◆ TASK STATEMENT
In the data that follows, every line containing the word "SceneNode" should be returned.

◆ INFORMATION GIVEN
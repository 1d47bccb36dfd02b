//! Spawn-position patterns for defender swarms.
//!
//! The ordering of each returned list is a contract: callers hand out
//! sequential names and indices in iteration order.

use glam::Vec3;

/// Positions along a line: element `i` is `origin + step * i`.
/// A count of zero yields an empty list.
pub fn line_pattern(count: usize, origin: Vec3, step: Vec3) -> Vec<Vec3> {
    (0..count).map(|i| origin + step * i as f32).collect()
}

/// Positions on a grid of lines, outer-major: for each outer index `o`,
/// every inner index `i` yields `origin + outer_step * o + inner_step * i`.
/// Total length is `outer_count * inner_count`.
pub fn grid_of_lines_pattern(
    outer_count: usize,
    inner_count: usize,
    origin: Vec3,
    outer_step: Vec3,
    inner_step: Vec3,
) -> Vec<Vec3> {
    let mut positions = Vec::with_capacity(outer_count * inner_count);
    for o in 0..outer_count {
        let line_origin = origin + outer_step * o as f32;
        for i in 0..inner_count {
            positions.push(line_origin + inner_step * i as f32);
        }
    }
    positions
}

/// Selector for a placement strategy with its parameters. Counts are
/// unsigned, so negative counts cannot be expressed.
#[derive(Debug, Clone, Copy, PartialEq)]
pub enum SpawnPattern {
    /// A single line of positions.
    Line { count: usize, step: Vec3 },
    /// Lines of lines: `outer_count` rows of `inner_count` positions.
    GridOfLines {
        outer_count: usize,
        inner_count: usize,
        outer_step: Vec3,
        inner_step: Vec3,
    },
}

impl SpawnPattern {
    /// Generate the pattern's positions relative to `origin`.
    pub fn positions(&self, origin: Vec3) -> Vec<Vec3> {
        match *self {
            SpawnPattern::Line { count, step } => line_pattern(count, origin, step),
            SpawnPattern::GridOfLines {
                outer_count,
                inner_count,
                outer_step,
                inner_step,
            } => grid_of_lines_pattern(outer_count, inner_count, origin, outer_step, inner_step),
        }
    }

    /// Number of positions the pattern will generate.
    pub fn len(&self) -> usize {
        match *self {
            SpawnPattern::Line { count, .. } => count,
            SpawnPattern::GridOfLines {
                outer_count,
                inner_count,
                ..
            } => outer_count * inner_count,
        }
    }

    /// True when the pattern generates no positions.
    pub fn is_empty(&self) -> bool {
        self.len() == 0
    }
}

#[cfg(test)]
mod tests {
    use super::*;

    #[test]
    fn line_pattern_yields_count_elements() {
        for count in [0usize, 1, 4, 100] {
            let positions = line_pattern(count, Vec3::ZERO, Vec3::new(1.0, 1.0, -1.0));
            assert_eq!(positions.len(), count);
        }
    }

    #[test]
    fn line_pattern_steps_from_origin() {
        let origin = Vec3::new(2.0, 0.0, -3.0);
        let step = Vec3::new(1.0, 1.0, -1.0);
        let positions = line_pattern(4, origin, step);
        for (i, pos) in positions.iter().enumerate() {
            assert_eq!(*pos, origin + step * i as f32);
        }
        // The pattern-0 defender layout from the base: offsets from a zero origin.
        let offsets = line_pattern(4, Vec3::ZERO, step);
        assert_eq!(
            offsets,
            vec![
                Vec3::new(0.0, 0.0, 0.0),
                Vec3::new(1.0, 1.0, -1.0),
                Vec3::new(2.0, 2.0, -2.0),
                Vec3::new(3.0, 3.0, -3.0),
            ]
        );
    }

    #[test]
    fn grid_pattern_is_outer_major() {
        let outer_step = Vec3::new(-1.0, 0.0, 1.0);
        let inner_step = Vec3::new(1.0, -1.0, -1.0);
        let positions = grid_of_lines_pattern(3, 2, Vec3::ZERO, outer_step, inner_step);

        assert_eq!(positions.len(), 6);
        for o in 0..3 {
            for i in 0..2 {
                let expected = outer_step * o as f32 + inner_step * i as f32;
                assert_eq!(positions[o * 2 + i], expected, "outer {o} inner {i}");
            }
        }
    }

    #[test]
    fn grid_pattern_handles_zero_counts() {
        assert!(grid_of_lines_pattern(0, 5, Vec3::ZERO, Vec3::X, Vec3::Y).is_empty());
        assert!(grid_of_lines_pattern(5, 0, Vec3::ZERO, Vec3::X, Vec3::Y).is_empty());
    }

    #[test]
    fn spawn_pattern_dispatch_matches_free_functions() {
        let origin = Vec3::new(1.0, 2.0, 3.0);
        let line = SpawnPattern::Line {
            count: 5,
            step: Vec3::X,
        };
        assert_eq!(line.positions(origin), line_pattern(5, origin, Vec3::X));
        assert_eq!(line.len(), 5);
        assert!(!line.is_empty());

        let grid = SpawnPattern::GridOfLines {
            outer_count: 4,
            inner_count: 3,
            outer_step: Vec3::Y,
            inner_step: Vec3::Z,
        };
        assert_eq!(
            grid.positions(origin),
            grid_of_lines_pattern(4, 3, origin, Vec3::Y, Vec3::Z)
        );
        assert_eq!(grid.len(), 12);
    }
}
//! Projectile flight: a position tween gated by a lifecycle state machine.
//!
//! A flight walks Unprepared → Prepared → InFlight → Concluded. The caller
//! prepares a flight plan, commences it, and the frame loop advances it via
//! `update` until the tween completes (or a collision makes the caller
//! conclude early). Conclusion parks the model at a sentinel position far
//! outside the play area instead of destroying the node, and fires the
//! flight-concluded callback exactly once per flight.

use engine_core::{AssetError, Loader, NodeId, PosTween, SceneGraph, Vec3};
use physics::{ColliderShape, CollisionWorld};
use thiserror::Error;

use crate::model_collider::ModelCollider;

/// Parking spot for a concluded projectile, far outside the play area.
pub const CONCLUDED_PARK_POSITION: Vec3 = Vec3::new(9000.0, 9000.0, 9000.0);

/// Flight time from start to target, in seconds.
pub const DEFAULT_FLIGHT_DURATION: f32 = 2.0;

/// Lifecycle precondition violations. These are caller programming errors,
/// surfaced synchronously; the projectile state is left untouched.
#[derive(Debug, Error, PartialEq, Eq)]
pub enum LifecycleError {
    #[error("commence_flight called without a prepared flight; nothing happened")]
    CommenceBeforePrepare,
    #[error("conclude_flight called without a commenced flight; nothing happened")]
    ConcludeBeforeCommence,
    #[error("prepare_flight called while a flight is in progress; nothing happened")]
    PrepareWhileInFlight,
}

/// Where a projectile is in its flight lifecycle.
#[derive(Debug, Clone, Copy, PartialEq, Eq, Default)]
pub enum FlightPhase {
    #[default]
    Unprepared,
    Prepared,
    InFlight,
    Concluded,
}

/// Sphere-collided projectile with a per-instance flight plan.
pub struct Projectile {
    composite: ModelCollider,
    phase: FlightPhase,
    flight_duration: f32,
    /// The current flight plan. Only present between prepare and conclude.
    tween: Option<PosTween>,
    /// Invoked exactly once per flight, synchronously, from conclusion.
    on_concluded: Box<dyn FnMut()>,
}

impl Projectile {
    /// Load the projectile model under `parent`. `on_concluded` is called
    /// once per flight when the flight concludes.
    pub fn new(
        loader: &Loader,
        scene: &mut SceneGraph,
        collision: &mut CollisionWorld,
        model_path: &str,
        parent: NodeId,
        name: &str,
        on_concluded: impl FnMut() + 'static,
    ) -> Result<Self, AssetError> {
        let composite = ModelCollider::new(
            loader,
            scene,
            collision,
            model_path,
            parent,
            name,
            ColliderShape::Sphere { radius: 1.0 },
        )?;
        Ok(Self {
            composite,
            phase: FlightPhase::Unprepared,
            flight_duration: DEFAULT_FLIGHT_DURATION,
            tween: None,
            on_concluded: Box::new(on_concluded),
        })
    }

    /// Override the flight duration for subsequent flights.
    pub fn with_flight_duration(mut self, seconds: f32) -> Self {
        self.flight_duration = seconds;
        self
    }

    pub fn node(&self) -> NodeId {
        self.composite.node()
    }

    pub fn phase(&self) -> FlightPhase {
        self.phase
    }

    /// Plan a flight from `start` along `direction` for `distance` units and
    /// place the model at the start. Valid from any phase except InFlight;
    /// a concluded projectile becomes Prepared again for reuse.
    pub fn prepare_flight(
        &mut self,
        scene: &mut SceneGraph,
        start: Vec3,
        direction: Vec3,
        distance: f32,
    ) -> Result<(), LifecycleError> {
        if self.phase == FlightPhase::InFlight {
            return Err(LifecycleError::PrepareWhileInFlight);
        }
        let target = start + direction * distance;
        self.composite.set_position(scene, start);
        self.tween = Some(PosTween::new(
            self.composite.node(),
            start,
            target,
            self.flight_duration,
        ));
        self.phase = FlightPhase::Prepared;
        Ok(())
    }

    /// Begin the prepared flight. The tween only advances once the frame
    /// loop calls `update`, so nothing moves before then.
    pub fn commence_flight(&mut self) -> Result<(), LifecycleError> {
        if self.phase != FlightPhase::Prepared {
            return Err(LifecycleError::CommenceBeforePrepare);
        }
        self.phase = FlightPhase::InFlight;
        Ok(())
    }

    /// Advance an in-flight projectile by `dt` seconds; concludes the flight
    /// once the tween reaches its target. No-op in any other phase.
    pub fn update(&mut self, scene: &mut SceneGraph, dt: f32) {
        if self.phase != FlightPhase::InFlight {
            return;
        }
        let done = match self.tween.as_mut() {
            Some(tween) => tween.advance(scene, dt),
            None => true,
        };
        if done {
            // Phase is InFlight here, so conclusion cannot fail.
            self.conclude_flight(scene).ok();
        }
    }

    /// End the flight: clear the plan, park the model at the sentinel
    /// position, and fire the flight-concluded callback.
    pub fn conclude_flight(&mut self, scene: &mut SceneGraph) -> Result<(), LifecycleError> {
        if self.phase != FlightPhase::InFlight {
            return Err(LifecycleError::ConcludeBeforeCommence);
        }
        self.tween = None;
        self.composite.set_position(scene, CONCLUDED_PARK_POSITION);
        self.phase = FlightPhase::Concluded;
        (self.on_concluded)();
        Ok(())
    }
}
//! Scene graph: named transform nodes in a slotmap arena.
//!
//! Every game object hangs off a node. Moving or scaling a node moves its
//! whole subtree, which is what keeps a model and its collider in lockstep:
//! both are authored at the node origin and the node itself is placed.

use std::collections::HashMap;

use glam::{Mat4, Vec3, Vec4};
use slotmap::SlotMap;

use crate::transform::Transform;

slotmap::new_key_type! {
    /// Stable handle to a scene node.
    pub struct NodeId;
}

/// A single node carrying a name, a local transform, and an optional color tint.
#[derive(Debug)]
pub struct SceneNode {
    pub name: String,
    pub parent: Option<NodeId>,
    pub children: Vec<NodeId>,
    pub transform: Transform,
    pub color_tint: Option<Vec4>,
}

/// Arena of scene nodes with parent/child links and name lookup.
pub struct SceneGraph {
    nodes: SlotMap<NodeId, SceneNode>,
    root: NodeId,
    by_name: HashMap<String, NodeId>,
}

impl Default for SceneGraph {
    fn default() -> Self {
        Self::new()
    }
}

impl SceneGraph {
    /// Create a scene graph containing only the root node.
    pub fn new() -> Self {
        let mut nodes = SlotMap::with_key();
        let root = nodes.insert(SceneNode {
            name: "root".to_string(),
            parent: None,
            children: Vec::new(),
            transform: Transform::default(),
            color_tint: None,
        });
        let mut by_name = HashMap::new();
        by_name.insert("root".to_string(), root);
        Self {
            nodes,
            root,
            by_name,
        }
    }

    /// The root node every other node descends from.
    pub fn root(&self) -> NodeId {
        self.root
    }

    /// Attach a new node under `parent`. Later nodes with a duplicate name
    /// shadow earlier ones in `find`.
    pub fn attach(&mut self, parent: NodeId, name: &str) -> NodeId {
        let id = self.nodes.insert(SceneNode {
            name: name.to_string(),
            parent: Some(parent),
            children: Vec::new(),
            transform: Transform::default(),
            color_tint: None,
        });
        if let Some(parent_node) = self.nodes.get_mut(parent) {
            parent_node.children.push(id);
        }
        self.by_name.insert(name.to_string(), id);
        id
    }

    /// Look up a node by name.
    pub fn find(&self, name: &str) -> Option<NodeId> {
        self.by_name.get(name).copied()
    }

    /// Borrow a node.
    pub fn node(&self, id: NodeId) -> Option<&SceneNode> {
        self.nodes.get(id)
    }

    /// Borrow a node mutably.
    pub fn node_mut(&mut self, id: NodeId) -> Option<&mut SceneNode> {
        self.nodes.get_mut(id)
    }

    /// Number of nodes, root included.
    pub fn node_count(&self) -> usize {
        self.nodes.len()
    }

    /// Set a node's local position.
    pub fn set_position(&mut self, id: NodeId, position: Vec3) {
        if let Some(node) = self.nodes.get_mut(id) {
            node.transform.position = position;
        }
    }

    /// Get a node's local position.
    pub fn position(&self, id: NodeId) -> Vec3 {
        self.nodes
            .get(id)
            .map(|n| n.transform.position)
            .unwrap_or(Vec3::ZERO)
    }

    /// Set a node's local scale.
    pub fn set_scale(&mut self, id: NodeId, scale: Vec3) {
        if let Some(node) = self.nodes.get_mut(id) {
            node.transform.scale = scale;
        }
    }

    /// Set the same scale on all three axes.
    pub fn set_uniform_scale(&mut self, id: NodeId, scale: f32) {
        self.set_scale(id, Vec3::splat(scale));
    }

    /// Set a node's color tint. The tint multiplies the node's subtree when drawn.
    pub fn set_color_tint(&mut self, id: NodeId, tint: Vec4) {
        if let Some(node) = self.nodes.get_mut(id) {
            node.color_tint = Some(tint);
        }
    }

    /// Get a node's color tint, if one was set.
    pub fn color_tint(&self, id: NodeId) -> Option<Vec4> {
        self.nodes.get(id).and_then(|n| n.color_tint)
    }

    /// World matrix of a node, accumulated through the parent chain.
    pub fn world_matrix(&self, id: NodeId) -> Mat4 {
        let mut matrix = Mat4::IDENTITY;
        let mut current = Some(id);
        while let Some(node_id) = current {
            let Some(node) = self.nodes.get(node_id) else {
                break;
            };
            matrix = node.transform.to_matrix() * matrix;
            current = node.parent;
        }
        matrix
    }

    /// World position of a node (its origin pushed through the parent chain).
    pub fn world_position(&self, id: NodeId) -> Vec3 {
        self.world_matrix(id).transform_point3(Vec3::ZERO)
    }

    /// Accumulated scale of a node, componentwise through the parent chain.
    pub fn world_scale(&self, id: NodeId) -> Vec3 {
        let mut scale = Vec3::ONE;
        let mut current = Some(id);
        while let Some(node_id) = current {
            let Some(node) = self.nodes.get(node_id) else {
                break;
            };
            scale *= node.transform.scale;
            current = node.parent;
        }
        scale
    }
}

#[cfg(test)]
mod tests {
    use super::*;

    #[test]
    fn attach_links_parent_and_child() {
        let mut scene = SceneGraph::new();
        let base = scene.attach(scene.root(), "base");
        let child = scene.attach(base, "child");

        assert_eq!(scene.node(child).unwrap().parent, Some(base));
        assert!(scene.node(base).unwrap().children.contains(&child));
        assert_eq!(scene.node_count(), 3);
    }

    #[test]
    fn find_returns_named_node() {
        let mut scene = SceneGraph::new();
        let planet = scene.attach(scene.root(), "Mercury");
        assert_eq!(scene.find("Mercury"), Some(planet));
        assert_eq!(scene.find("Pluto"), None);
    }

    #[test]
    fn world_position_accumulates_parent_scale_and_offset() {
        let mut scene = SceneGraph::new();
        let base = scene.attach(scene.root(), "base");
        scene.set_position(base, Vec3::new(10.0, 0.0, 0.0));
        scene.set_uniform_scale(base, 2.0);

        let child = scene.attach(base, "child");
        scene.set_position(child, Vec3::new(1.0, 1.0, -1.0));

        // Child offset is scaled by the parent before translation.
        assert_eq!(scene.world_position(child), Vec3::new(12.0, 2.0, -2.0));
    }

    #[test]
    fn world_scale_multiplies_through_the_parent_chain() {
        let mut scene = SceneGraph::new();
        let base = scene.attach(scene.root(), "base");
        scene.set_uniform_scale(base, 1.5);
        let child = scene.attach(base, "child");
        scene.set_uniform_scale(child, 0.5);

        assert_eq!(scene.world_scale(base), Vec3::splat(1.5));
        assert_eq!(scene.world_scale(child), Vec3::splat(0.75));
    }

    #[test]
    fn color_tint_round_trips() {
        let mut scene = SceneGraph::new();
        let node = scene.attach(scene.root(), "tinted");
        assert_eq!(scene.color_tint(node), None);

        scene.set_color_tint(node, Vec4::new(1.0, 0.75, 0.75, 1.0));
        assert_eq!(scene.color_tint(node), Some(Vec4::new(1.0, 0.75, 0.75, 1.0)));
    }
}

◆ ANSWER FOR THE TASK
pub struct SceneNode {
    nodes: SlotMap<NodeId, SceneNode>,
        let root = nodes.insert(SceneNode {
        let id = self.nodes.insert(SceneNode {
    pub fn node(&self, id: NodeId) -> Option<&SceneNode> {
    pub fn node_mut(&mut self, id: NodeId) -> Option<&mut SceneNode> {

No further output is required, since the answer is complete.